On peut finir le jeu très vite si on prend la méthode bourrine, mais les perfectionnistes et collectionneurs de trophées en auront pour leur argent : trouver toutes les runes et tous les charmes (cachés dans des recoins différents des niveaux), débloquer tous les trophées, ça doit représenter un bon défi ! Comptez une petite dizaine d’heures pour finir le jeu en moyenne… mais vous pouvez diviser par 2 ou multiplier par 3 cette durée selon vos méthodes et votre méticulosité. (Je ne sais pas combien de temps j’ai mis personnellement vu que le jeu ne l’indique pas, je dirais bien une vingtaine, mais je joue particulièrement lentement aussi — et j’ai sauvegardé/échoué/recommencé/sauvegardé/échoué/recommencé… tout plein de fois parce que je suis une quiche en infiltration (même si les gardes ont une intelligence artificielle pas loin de la débilité totale, le level design demande de se creuser la tête par moments)).

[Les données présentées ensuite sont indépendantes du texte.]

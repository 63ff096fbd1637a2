//! Indexing: tokenization, the single-writer `Indexer`, and the
//! `InvertedIndex` read view it produces.

pub mod indexer;
pub mod inverted;
pub mod tokenizer;

pub use indexer::{BuildStats, Indexer};
pub use inverted::InvertedIndex;
pub use tokenizer::{Term, Tokenizer, TokenizeMode};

Bref — Dishonored est un bon jeu. Je n’irai pas jusqu’à dire que c’est un chef-d’œuvre, la faute notamment à l’univers et au scénario qui auraient mérité d’être plus développés (du coup ce jeu ne fera pas partie de ceux dont je me souviendrai avec émotion dans dix ans… en fait, ça peut être considéré comme un grand défaut : d'ici dix ans, j'aurai probablement complètement oublié Dishonored) ; de nombreux joueurs lui reprochent également une durée de vie trop faible (encore une fois, ce ne fut pas du tout mon cas mais je joue très lentement donc…), mais le gameplay et la liberté d’action de ce jeu sont assez remarquables. Et puis, les bons jeux d’infiltration, ce n’est pas si courant que ça.

Histoire de le comparer aux titres auxquels il a été comparé par d’autres, je dirais qu’il est moins bon que Bioshock mais meilleur que Deus Ex: Human Revolution.




(Note en passant : si vous voulez y jouer en anglais, il vous faudra acheter une version import. Mais il paraît que la VF est très correcte, voire meilleure au niveau de certaines voix.)